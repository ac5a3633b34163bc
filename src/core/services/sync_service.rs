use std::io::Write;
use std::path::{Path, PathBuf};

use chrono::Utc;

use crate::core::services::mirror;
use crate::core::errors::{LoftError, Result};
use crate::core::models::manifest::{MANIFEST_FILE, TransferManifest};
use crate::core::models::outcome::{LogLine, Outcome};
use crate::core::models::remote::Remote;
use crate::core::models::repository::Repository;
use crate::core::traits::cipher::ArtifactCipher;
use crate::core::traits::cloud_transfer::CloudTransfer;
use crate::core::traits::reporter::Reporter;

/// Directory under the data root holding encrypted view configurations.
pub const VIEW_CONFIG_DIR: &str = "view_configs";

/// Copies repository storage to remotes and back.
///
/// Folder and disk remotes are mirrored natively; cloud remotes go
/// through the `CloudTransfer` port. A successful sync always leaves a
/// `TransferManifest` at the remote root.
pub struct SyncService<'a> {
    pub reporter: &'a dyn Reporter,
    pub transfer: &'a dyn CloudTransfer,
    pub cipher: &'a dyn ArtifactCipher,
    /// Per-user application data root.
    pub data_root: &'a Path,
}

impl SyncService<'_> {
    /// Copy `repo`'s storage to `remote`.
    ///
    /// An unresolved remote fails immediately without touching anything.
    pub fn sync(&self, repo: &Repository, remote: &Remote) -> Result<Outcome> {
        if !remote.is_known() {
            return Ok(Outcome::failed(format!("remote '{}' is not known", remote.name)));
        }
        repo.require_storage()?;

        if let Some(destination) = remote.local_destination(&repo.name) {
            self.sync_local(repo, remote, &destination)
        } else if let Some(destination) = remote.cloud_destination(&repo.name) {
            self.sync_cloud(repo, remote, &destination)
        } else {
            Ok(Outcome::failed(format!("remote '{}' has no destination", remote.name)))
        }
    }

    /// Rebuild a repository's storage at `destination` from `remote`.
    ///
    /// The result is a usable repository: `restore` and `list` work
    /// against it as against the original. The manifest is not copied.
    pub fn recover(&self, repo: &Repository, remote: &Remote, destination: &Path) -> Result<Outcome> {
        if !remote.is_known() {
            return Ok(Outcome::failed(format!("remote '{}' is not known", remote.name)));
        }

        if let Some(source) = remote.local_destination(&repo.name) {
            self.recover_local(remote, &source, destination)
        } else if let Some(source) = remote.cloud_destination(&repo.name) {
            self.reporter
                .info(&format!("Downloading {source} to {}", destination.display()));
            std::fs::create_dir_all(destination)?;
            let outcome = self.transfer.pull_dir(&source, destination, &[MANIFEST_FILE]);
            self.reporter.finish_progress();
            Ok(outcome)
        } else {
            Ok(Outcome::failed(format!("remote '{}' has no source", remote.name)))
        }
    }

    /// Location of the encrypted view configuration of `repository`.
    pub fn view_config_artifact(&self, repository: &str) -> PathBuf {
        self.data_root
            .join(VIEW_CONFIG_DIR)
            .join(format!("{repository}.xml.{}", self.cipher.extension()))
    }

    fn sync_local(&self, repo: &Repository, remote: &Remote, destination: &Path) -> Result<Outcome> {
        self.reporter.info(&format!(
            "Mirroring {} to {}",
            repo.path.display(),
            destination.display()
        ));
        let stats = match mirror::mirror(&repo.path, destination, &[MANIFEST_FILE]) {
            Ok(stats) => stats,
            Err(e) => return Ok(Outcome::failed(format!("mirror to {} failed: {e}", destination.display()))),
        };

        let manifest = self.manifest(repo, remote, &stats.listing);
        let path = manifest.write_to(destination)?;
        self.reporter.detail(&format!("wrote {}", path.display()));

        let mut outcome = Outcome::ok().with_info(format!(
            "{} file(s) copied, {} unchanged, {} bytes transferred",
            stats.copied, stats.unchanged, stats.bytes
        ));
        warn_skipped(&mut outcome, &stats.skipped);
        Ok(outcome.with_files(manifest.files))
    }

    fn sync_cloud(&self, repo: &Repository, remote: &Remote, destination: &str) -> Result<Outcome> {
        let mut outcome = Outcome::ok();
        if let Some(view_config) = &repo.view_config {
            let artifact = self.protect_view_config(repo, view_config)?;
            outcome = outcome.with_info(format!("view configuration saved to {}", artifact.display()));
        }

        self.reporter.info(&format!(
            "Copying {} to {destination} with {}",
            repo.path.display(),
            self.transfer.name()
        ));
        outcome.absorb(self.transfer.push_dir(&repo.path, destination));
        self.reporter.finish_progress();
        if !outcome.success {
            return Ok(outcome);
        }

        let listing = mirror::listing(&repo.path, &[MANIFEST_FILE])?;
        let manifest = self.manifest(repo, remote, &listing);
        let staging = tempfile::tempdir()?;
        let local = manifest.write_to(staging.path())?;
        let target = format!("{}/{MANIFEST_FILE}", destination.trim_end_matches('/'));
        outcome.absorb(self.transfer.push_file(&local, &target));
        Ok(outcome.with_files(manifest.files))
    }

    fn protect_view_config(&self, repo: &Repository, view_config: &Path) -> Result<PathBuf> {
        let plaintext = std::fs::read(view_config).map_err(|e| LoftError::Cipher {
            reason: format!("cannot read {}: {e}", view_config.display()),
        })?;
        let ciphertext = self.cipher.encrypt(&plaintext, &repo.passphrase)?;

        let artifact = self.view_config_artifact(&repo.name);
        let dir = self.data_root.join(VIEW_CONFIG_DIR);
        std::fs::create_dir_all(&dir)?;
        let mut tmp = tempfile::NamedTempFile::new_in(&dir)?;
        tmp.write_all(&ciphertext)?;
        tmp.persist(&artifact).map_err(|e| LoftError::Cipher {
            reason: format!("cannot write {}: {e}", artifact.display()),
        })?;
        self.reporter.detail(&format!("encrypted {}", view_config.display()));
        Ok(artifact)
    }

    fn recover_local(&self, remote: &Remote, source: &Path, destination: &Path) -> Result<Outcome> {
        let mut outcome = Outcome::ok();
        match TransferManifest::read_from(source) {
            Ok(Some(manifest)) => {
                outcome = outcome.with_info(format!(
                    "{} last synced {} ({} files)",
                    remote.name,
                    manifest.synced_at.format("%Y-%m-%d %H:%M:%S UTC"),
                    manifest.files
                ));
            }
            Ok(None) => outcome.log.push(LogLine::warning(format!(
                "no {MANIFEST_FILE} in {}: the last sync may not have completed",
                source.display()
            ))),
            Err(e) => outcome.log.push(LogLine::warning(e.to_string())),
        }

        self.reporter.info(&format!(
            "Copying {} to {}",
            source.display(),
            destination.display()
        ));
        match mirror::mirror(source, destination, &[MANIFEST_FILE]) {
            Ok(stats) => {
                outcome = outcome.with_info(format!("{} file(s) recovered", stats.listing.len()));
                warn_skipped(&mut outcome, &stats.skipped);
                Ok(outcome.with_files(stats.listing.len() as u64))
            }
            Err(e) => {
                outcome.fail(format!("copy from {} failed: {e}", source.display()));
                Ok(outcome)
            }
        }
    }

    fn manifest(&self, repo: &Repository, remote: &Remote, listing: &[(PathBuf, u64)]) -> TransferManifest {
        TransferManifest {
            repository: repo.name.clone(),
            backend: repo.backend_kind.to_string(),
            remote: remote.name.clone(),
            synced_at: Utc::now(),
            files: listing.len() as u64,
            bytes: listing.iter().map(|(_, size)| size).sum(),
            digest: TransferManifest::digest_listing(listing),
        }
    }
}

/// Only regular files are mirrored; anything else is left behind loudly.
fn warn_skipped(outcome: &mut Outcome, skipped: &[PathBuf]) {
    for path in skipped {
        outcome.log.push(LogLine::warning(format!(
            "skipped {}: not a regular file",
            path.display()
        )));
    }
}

## Assigned task
Once more, write out all of the entries above exactly.

## Result of this task
repository ac5a3633b34163bc
filename src/core/services/sync_service.rs
use std::io::Write;
use std::path::{Path, PathBuf};

use chrono::Utc;

use crate::core::services::mirror;
use crate::core::errors::{LoftError, Result};
use crate::core::models::manifest::{MANIFEST_FILE, TransferManifest};
use crate::core::models::outcome::{LogLine, Outcome};
use crate::core::models::remote::Remote;
use crate::core::models::repository::Repository;
use crate::core::traits::cipher::ArtifactCipher;
use crate::core::traits::cloud_transfer::CloudTransfer;
use crate::core::traits::reporter::Reporter;

/// Directory under the data root holding encrypted view configurations.
pub const VIEW_CONFIG_DIR: &str = "view_configs";

/// Copies repository storage to remotes and back.
///
/// Folder and disk remotes are mirrored natively; cloud remotes go
/// through the `CloudTransfer` port. A successful sync always leaves a
/// `TransferManifest` at the remote root.
pub struct SyncService<'a> {
    pub reporter: &'a dyn Reporter,
    pub transfer: &'a dyn CloudTransfer,
    pub cipher: &'a dyn ArtifactCipher,
    /// Per-user application data root.
    pub data_root: &'a Path,
}

impl SyncService<'_> {
    /// Copy `repo`'s storage to `remote`.
    ///
    /// An unresolved remote fails immediately without touching anything.
    pub fn sync(&self, repo: &Repository, remote: &Remote) -> Result<Outcome> {
        if !remote.is_known() {
            return Ok(Outcome::failed(format!("remote '{}' is not known", remote.name)));
        }
        repo.require_storage()?;

        if let Some(destination) = remote.local_destination(&repo.name) {
            self.sync_local(repo, remote, &destination)
        } else if let Some(destination) = remote.cloud_destination(&repo.name) {
            self.sync_cloud(repo, remote, &destination)
        } else {
            Ok(Outcome::failed(format!("remote '{}' has no destination", remote.name)))
        }
    }

    /// Rebuild a repository's storage at `destination` from `remote`.
    ///
    /// The result is a usable repository: `restore` and `list` work
    /// against it as against the original. The manifest is not copied.
    pub fn recover(&self, repo: &Repository, remote: &Remote, destination: &Path) -> Result<Outcome> {
        if !remote.is_known() {
            return Ok(Outcome::failed(format!("remote '{}' is not known", remote.name)));
        }

        if let Some(source) = remote.local_destination(&repo.name) {
            self.recover_local(remote, &source, destination)
        } else if let Some(source) = remote.cloud_destination(&repo.name) {
            self.reporter
                .info(&format!("Downloading {source} to {}", destination.display()));
            std::fs::create_dir_all(destination)?;
            let outcome = self.transfer.pull_dir(&source, destination, &[MANIFEST_FILE]);
            self.reporter.finish_progress();
            Ok(outcome)
        } else {
            Ok(Outcome::failed(format!("remote '{}' has no source", remote.name)))
        }
    }

    /// Location of the encrypted view configuration of `repository`.
    pub fn view_config_artifact(&self, repository: &str) -> PathBuf {
        self.data_root
            .join(VIEW_CONFIG_DIR)
            .join(format!("{repository}.xml.{}", self.cipher.extension()))
    }

    fn sync_local(&self, repo: &Repository, remote: &Remote, destination: &Path) -> Result<Outcome> {
        self.reporter.info(&format!(
            "Mirroring {} to {}",
            repo.path.display(),
            destination.display()
        ));
        let stats = match mirror::mirror(&repo.path, destination, &[MANIFEST_FILE]) {
            Ok(stats) => stats,
            Err(e) => return Ok(Outcome::failed(format!("mirror to {} failed: {e}", destination.display()))),
        };

        let manifest = self.manifest(repo, remote, &stats.listing);
        let path = manifest.write_to(destination)?;
        self.reporter.detail(&format!("wrote {}", path.display()));

        let mut outcome = Outcome::ok().with_info(format!(
            "{} file(s) copied, {} unchanged, {} bytes transferred",
            stats.copied, stats.unchanged, stats.bytes
        ));
        warn_skipped(&mut outcome, &stats.skipped);
        Ok(outcome.with_files(manifest.files))
    }

    fn sync_cloud(&self, repo: &Repository, remote: &Remote, destination: &str) -> Result<Outcome> {
        let mut outcome = Outcome::ok();
        if let Some(view_config) = &repo.view_config {
            let artifact = self.protect_view_config(repo, view_config)?;
            outcome = outcome.with_info(format!("view configuration saved to {}", artifact.display()));
        }

        self.reporter.info(&format!(
            "Copying {} to {destination} with {}",
            repo.path.display(),
            self.transfer.name()
        ));
        outcome.absorb(self.transfer.push_dir(&repo.path, destination));
        self.reporter.finish_progress();
        if !outcome.success {
            return Ok(outcome);
        }

        let listing = mirror::listing(&repo.path, &[MANIFEST_FILE])?;
        let manifest = self.manifest(repo, remote, &listing);
        let staging = tempfile::tempdir()?;
        let local = manifest.write_to(staging.path())?;
        let target = format!("{}/{MANIFEST_FILE}", destination.trim_end_matches('/'));
        outcome.absorb(self.transfer.push_file(&local, &target));
        Ok(outcome.with_files(manifest.files))
    }

    fn protect_view_config(&self, repo: &Repository, view_config: &Path) -> Result<PathBuf> {
        let plaintext = std::fs::read(view_config).map_err(|e| LoftError::Cipher {
            reason: format!("cannot read {}: {e}", view_config.display()),
        })?;
        let ciphertext = self.cipher.encrypt(&plaintext, &repo.passphrase)?;

        let artifact = self.view_config_artifact(&repo.name);
        let dir = self.data_root.join(VIEW_CONFIG_DIR);
        std::fs::create_dir_all(&dir)?;
        let mut tmp = tempfile::NamedTempFile::new_in(&dir)?;
        tmp.write_all(&ciphertext)?;
        tmp.persist(&artifact).map_err(|e| LoftError::Cipher {
            reason: format!("cannot write {}: {e}", artifact.display()),
        })?;
        self.reporter.detail(&format!("encrypted {}", view_config.display()));
        Ok(artifact)
    }

    fn recover_local(&self, remote: &Remote, source: &Path, destination: &Path) -> Result<Outcome> {
        let mut outcome = Outcome::ok();
        match TransferManifest::read_from(source) {
            Ok(Some(manifest)) => {
                outcome = outcome.with_info(format!(
                    "{} last synced {} ({} files)",
                    remote.name,
                    manifest.synced_at.format("%Y-%m-%d %H:%M:%S UTC"),
                    manifest.files
                ));
            }
            Ok(None) => outcome.log.push(LogLine::warning(format!(
                "no {MANIFEST_FILE} in {}: the last sync may not have completed",
                source.display()
            ))),
            Err(e) => outcome.log.push(LogLine::warning(e.to_string())),
        }

        self.reporter.info(&format!(
            "Copying {} to {}",
            source.display(),
            destination.display()
        ));
        match mirror::mirror(source, destination, &[MANIFEST_FILE]) {
            Ok(stats) => {
                outcome = outcome.with_info(format!("{} file(s) recovered", stats.listing.len()));
                warn_skipped(&mut outcome, &stats.skipped);
                Ok(outcome.with_files(stats.listing.len() as u64))
            }
            Err(e) => {
                outcome.fail(format!("copy from {} failed: {e}", source.display()));
                Ok(outcome)
            }
        }
    }

    fn manifest(&self, repo: &Repository, remote: &Remote, listing: &[(PathBuf, u64)]) -> TransferManifest {
        TransferManifest {
            repository: repo.name.clone(),
            backend: repo.backend_kind.to_string(),
            remote: remote.name.clone(),
            synced_at: Utc::now(),
            files: listing.len() as u64,
            bytes: listing.iter().map(|(_, size)| size).sum(),
            digest: TransferManifest::digest_listing(listing),
        }
    }
}

/// Only regular files are mirrored; anything else is left behind loudly.
fn warn_skipped(outcome: &mut Outcome, skipped: &[PathBuf]) {
    for path in skipped {
        outcome.log.push(LogLine::warning(format!(
            "skipped {}: not a regular file",
            path.display()
        )));
    }
}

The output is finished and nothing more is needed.